HOW TO COMPLETE THIS TASK: Every line containing "value" should be copied out. Go through the entries and find them.

================================

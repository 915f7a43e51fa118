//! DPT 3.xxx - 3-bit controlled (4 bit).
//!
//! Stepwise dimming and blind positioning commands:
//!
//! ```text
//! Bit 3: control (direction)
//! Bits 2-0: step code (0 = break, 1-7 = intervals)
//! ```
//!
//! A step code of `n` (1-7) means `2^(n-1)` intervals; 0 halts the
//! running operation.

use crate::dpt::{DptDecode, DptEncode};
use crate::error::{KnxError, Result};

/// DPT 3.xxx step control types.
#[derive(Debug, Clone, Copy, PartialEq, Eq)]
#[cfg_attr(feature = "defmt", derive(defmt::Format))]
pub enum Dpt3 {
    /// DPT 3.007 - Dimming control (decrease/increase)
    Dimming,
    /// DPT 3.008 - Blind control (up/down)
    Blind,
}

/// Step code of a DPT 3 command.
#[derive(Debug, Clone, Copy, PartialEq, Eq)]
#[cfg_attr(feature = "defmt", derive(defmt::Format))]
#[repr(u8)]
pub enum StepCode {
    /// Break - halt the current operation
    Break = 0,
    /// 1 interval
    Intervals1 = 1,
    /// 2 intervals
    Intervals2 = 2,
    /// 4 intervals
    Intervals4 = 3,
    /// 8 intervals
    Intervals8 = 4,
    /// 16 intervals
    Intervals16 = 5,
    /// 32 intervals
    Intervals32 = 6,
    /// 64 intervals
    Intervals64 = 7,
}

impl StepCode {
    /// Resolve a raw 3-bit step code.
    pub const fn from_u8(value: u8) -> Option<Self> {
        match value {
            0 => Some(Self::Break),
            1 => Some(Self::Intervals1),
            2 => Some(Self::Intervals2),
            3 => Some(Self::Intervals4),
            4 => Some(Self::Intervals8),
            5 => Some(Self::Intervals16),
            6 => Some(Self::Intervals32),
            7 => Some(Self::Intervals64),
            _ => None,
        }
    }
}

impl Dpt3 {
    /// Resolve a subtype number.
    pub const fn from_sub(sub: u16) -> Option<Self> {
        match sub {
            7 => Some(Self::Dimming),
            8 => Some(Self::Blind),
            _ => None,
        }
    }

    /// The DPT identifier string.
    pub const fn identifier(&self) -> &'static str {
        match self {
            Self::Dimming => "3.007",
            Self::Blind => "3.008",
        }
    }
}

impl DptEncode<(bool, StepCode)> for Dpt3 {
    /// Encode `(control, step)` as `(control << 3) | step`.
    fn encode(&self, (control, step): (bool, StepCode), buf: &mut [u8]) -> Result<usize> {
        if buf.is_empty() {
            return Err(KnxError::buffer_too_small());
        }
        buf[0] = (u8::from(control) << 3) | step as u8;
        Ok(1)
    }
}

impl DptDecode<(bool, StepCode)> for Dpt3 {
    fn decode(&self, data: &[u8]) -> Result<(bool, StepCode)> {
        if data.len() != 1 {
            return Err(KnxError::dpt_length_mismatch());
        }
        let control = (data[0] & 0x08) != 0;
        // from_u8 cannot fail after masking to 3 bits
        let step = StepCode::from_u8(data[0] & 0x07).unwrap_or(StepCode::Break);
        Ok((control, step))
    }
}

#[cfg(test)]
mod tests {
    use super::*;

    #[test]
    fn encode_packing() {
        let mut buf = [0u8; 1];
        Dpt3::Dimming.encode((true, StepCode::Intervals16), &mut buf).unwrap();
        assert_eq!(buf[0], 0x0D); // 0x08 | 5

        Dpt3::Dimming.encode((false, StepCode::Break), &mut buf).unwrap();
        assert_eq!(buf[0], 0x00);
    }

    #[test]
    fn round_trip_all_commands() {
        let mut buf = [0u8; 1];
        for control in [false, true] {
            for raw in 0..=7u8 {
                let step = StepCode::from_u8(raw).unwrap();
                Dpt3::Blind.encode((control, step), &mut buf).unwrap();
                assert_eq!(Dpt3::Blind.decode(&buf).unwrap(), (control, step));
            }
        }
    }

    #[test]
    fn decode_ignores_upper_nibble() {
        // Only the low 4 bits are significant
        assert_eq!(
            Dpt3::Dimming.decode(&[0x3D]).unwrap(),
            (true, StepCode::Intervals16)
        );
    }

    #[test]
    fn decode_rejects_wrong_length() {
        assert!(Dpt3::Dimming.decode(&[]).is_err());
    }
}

================================

ANSWER TO THE EXERCISE:
    pub const fn from_u8(value: u8) -> Option<Self> {
        match value {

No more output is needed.